Yes, Lonnie, in the US your statement would be valid.

But remember these guys are in the Phils where the interest rates
are such that they would considered usurious in the US.

revo
san francisco, CA

mc_oliver
08-22-2004, 23:46
As has been stated above, between using your credit card or cash, the credit card is the clear winner. That is, if, and only if, you manage to pay your balance in full every billing period. Personally, it takes a great amount of discipline on my part to pay in full when the time comes, especially when I know I can get away with paying less. ;f Not discounting the fact that the credit card seems to call out to me everytime I want (and not necessarily need) to make a purchase. :)

9MX
08-23-2004, 05:46
Originally posted by lcarreau
Annual fee? Whats that? I have not paid squat for credit cards for a long time.

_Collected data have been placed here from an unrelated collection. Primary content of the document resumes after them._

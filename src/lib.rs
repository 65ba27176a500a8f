//! # Awful RAG (library root)
//!
//! Per-user retrieval-augmented generation. Every user owns an ordered list of
//! documents and a parallel vector index persisted side by side; a query embeds
//! the question, pulls the closest documents, and asks a generation backend to
//! answer from them.
//!
//! - Vector search and durable per-user storage (`vector_index`, `index_store`).
//! - Embedding models (`embedding`) and an optional remote vector mirror (`remote`).
//! - Generation backends and prompt rendering (`backend`, `prompt`).
//! - The per-request retriever and the orchestrating service (`retriever`, `service`).
//! - Surfaces: the `arag` CLI (`commands`) and the HTTP server (`server`).
//!
//! ## Quick look
//!
//! ```no_run
//! use std::sync::Arc;
//! use awful_rag::config::RagConfig;
//! use awful_rag::embedding::HashingEmbedder;
//! use awful_rag::service::{QueryRequest, RagService};
//!
//! # async fn demo() -> awful_rag::error::Result<()> {
//! let config = RagConfig::from_env()?;
//! let service = RagService::new(config, Arc::new(HashingEmbedder::new(512)))?;
//!
//! service
//!     .add_documents("u1", vec!["Paris is the capital of France.".into()])
//!     .await?;
//! let reply = service
//!     .query(&QueryRequest::new("u1", "What is the capital of France?"))
//!     .await;
//! println!("{}", serde_json::to_string(&reply)?);
//! # Ok(())
//! # }
//! ```
//!
//! ## Modules
//! - [`backend`], [`commands`], [`config`], [`embedding`], [`error`], [`index_store`],
//!   [`prompt`], [`remote`], [`retriever`], [`server`], [`service`], [`vector_index`]

use std::path::PathBuf;

use directories::ProjectDirs;

use crate::error::{RagError, Result};

pub mod backend;
pub mod commands;
pub mod config;
pub mod embedding;
pub mod error;
pub mod index_store;
pub mod prompt;
pub mod remote;
pub mod retriever;
pub mod server;
pub mod service;
pub mod vector_index;

fn project_dirs() -> Result<ProjectDirs> {
    ProjectDirs::from("com", "awful-sec", "arag")
        .ok_or_else(|| RagError::Config("unable to determine the home directory".into()))
}

/// Return the per-platform configuration directory used by `arag`.
///
/// This uses [`directories::ProjectDirs`] with the application triple
/// `("com", "awful-sec", "arag")`. The directory is **not** created.
///
/// # Examples
/// ```rust
/// let cfg = awful_rag::config_dir().expect("has a config dir");
/// println!("config at {}", cfg.display());
/// ```
pub fn config_dir() -> Result<PathBuf> {
    Ok(project_dirs()?.config_dir().to_path_buf())
}

/// Return the per-platform data directory, home of the per-user indices
/// unless `index_dir` is configured.
pub fn data_dir() -> Result<PathBuf> {
    Ok(project_dirs()?.data_dir().to_path_buf())
}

I mean to say, I pay only the amount I charge to it.

-Lonnie


yup, thats a norm in the USA mainly due to competition I guess. here, it is only in recent years that other card companies showed up and so now we are able to bargain the waiving of our annual fees. though this is not advertised and one learns via word of mouth:cool:

bass one
08-23-2004, 07:12
The interest rates in the US run from 7.9% to 28.9% Singapore: 3.5 % per annum...;a

riddler
08-23-2004, 07:41
Originally posted by bass one
Singapore: 3.5 % per annum...;a

If one just pays the entire balance when the bill comes, it should not matter how high or low the interest rates are. ;f

9MX
08-23-2004, 18:52
Originally posted by bass one
Singapore: 3.5 % per annum...;a

wow!, however, they are ultra strict with guns;n

bass one
08-23-2004, 19:00
wow!, however, they are ultra strict with guns
________________________________________________________
yun nga lang ...^9 ^2 ;I:steamed:

v1ct0r
08-25-2004, 23:54
Sir yung Citibank 3.25%, eh yung BPI 2.9%? ;P
Ngayn ko lang nalaman mas mababa pala yung BPI? ;g

And is this true with BPI?

*******
Choose a credit card that computes interest charges on your outstanding balance only and not on new purchases.